U.S. Lawmakers Meet with Fidel Castro

April 7, 2009 07:00 PM

via a special arrangement with Informa Economics, Inc.

Former Cuban president asks, 'How can we help President Obama?'

NOTE: This column is copyrighted material, therefore reproduction or retransmission is prohibited under U.S. copyright laws.

Three members of the 42-member U.S. Congressional Black Caucus attended the first known meeting between former President Fidel Castro, 82, and U.S. officials since he became ill in July 2006.

In a letter published Tuesday in the online version of Granma, a state-run Cuban newspaper, Fidel Castro wrote that an unnamed caucus member told him "he was sure that Obama would change Cuba policy but that Cuba should also help him."

According to one member of the delegation, Rep. Laura Richardson (D-Calif.), Castro “looked right into my eyes and he said, 'How can we help? How can we help President Obama?'"

Pressing for a 'new direction' in U.S. policy toward Cuba. The head of the caucus, Democratic Congresswoman Barbara Lee (D-Calif.), was one of the three visiting legislators who held talks with the former Cuban leader Tuesday at the end of a five-day trip to Cuba. They were part of a larger delegation. Later in Washington, Lee said the long-standing U.S. embargo against Cuba has not worked, and that it is time to look at a new direction in U.S. policy toward the island. Other members of the caucus echoed those sentiments.

Lee has co-sponsored a bill that would lift long-standing restrictions on U.S. citizens' travel to Cuba. Identical legislation has been introduced in the U.S. Senate.

White House officials have indicated that President Barack Obama soon will move to ease some travel and financial restrictions against Cuba, perhaps before next week's Summit of the Americas in Trinidad and Tobago. President Obama has said he would be willing to speak with Cuba's leaders, but would maintain a long-standing economic embargo as leverage to push for democratic change on the island.

White House comments. Jeffrey Davidow, the White House adviser for the upcoming Summit of the Americas, which Obama will attend, said policy changes are intended as a way to move relations between the two nations forward. "We can expect some relaxation, some changes in terms of the restrictions on family remittances and family travel," adding that, "Cuban-Americans are the best possible ambassadors of our system and our values."

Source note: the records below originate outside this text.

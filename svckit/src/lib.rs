// svckit - client kit for the restaurant sales forecast backend
//
// HTTP client and endpoint calls, session state, per-page fetch
// controllers, upload flow and PNG/PDF/CSV exporters.

pub mod client;
pub mod config;
pub mod controller;
pub mod errors;
pub mod export;
pub mod metrics;
pub mod retry;
pub mod session;
pub mod types;
pub mod upload;

pub use client::{ApiClient, ForecastBackend};
pub use controller::{FetchController, FetchStatus, Page};
pub use errors::DashError;
pub use retry::RetryPolicy;
pub use session::{Session, SessionHandle};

Davidow and other administration officials said President Obama is also considering allowing all Americans to travel to Cuba, appointing a special envoy to oversee policy toward the island and even possibly ending U.S. opposition to Cuba's membership in the Organization of American States (OAS). "We are engaged in a continual evaluation of our policy and how that policy could help result in a change in Cuba that could bring about a democratic society," Davidow added.

The Summit of the Americas is being held April 17-19 in Trinidad and Tobago, and Davidow said he "would not be surprised" if the policy changes came before the event.


President John Kennedy imposed an economic and trade embargo on Cuba on Feb. 7, 1962, after Fidel Castro's gov't expropriated US property on the island. Elements of the embargo have been toughened and relaxed under succeeding US presidents. Exceptions have been made for food and medicine exports. George W. Bush added restrictions on travel and remittances and mandated imports be paid in cash in advance. The sanctions regime currently include:

-- No Cuban products or raw materials may enter the US.
-- US companies and foreign subsidiaries are banned from trade with Cuba.
-- Cuba must pay cash up front when importing US food.
-- Ships which dock in Cuba may not dock in the US for six months.
-- US citizens are banned from spending money or receiving gifts in Cuba without special permission, in effect a travel ban.
-- Americans with family on the island are limited to one visit every three years.

Once, the old Soviet empire propped up Cuba. Now that job has fallen to Hugo Chavez of Venezuela, who sells Cuba about 100,000 barrels of deeply discounted oil a day. Commerce between the two countries amounts to $7 billion a year. China also has become a major trading partner.

A report by the Brookings Institution notes that Cuba has an estimated 4.6 billion barrels of offshore oil reserves. Its sugar fields have the potential to produce vast quantities of ethanol. When these resources are developed, the Brookings report states, they could bring up to $5 billion a year to the island.

Comments: Fidel Castro has thrown the end-the-embargo ball back to the Obama administration in asking what it would take to help Obama. So in the coming days and weeks, Obama administration officials will likely detail what those requirements are to really end the failed embargo policy toward the island just 90 miles off the U.S. coast.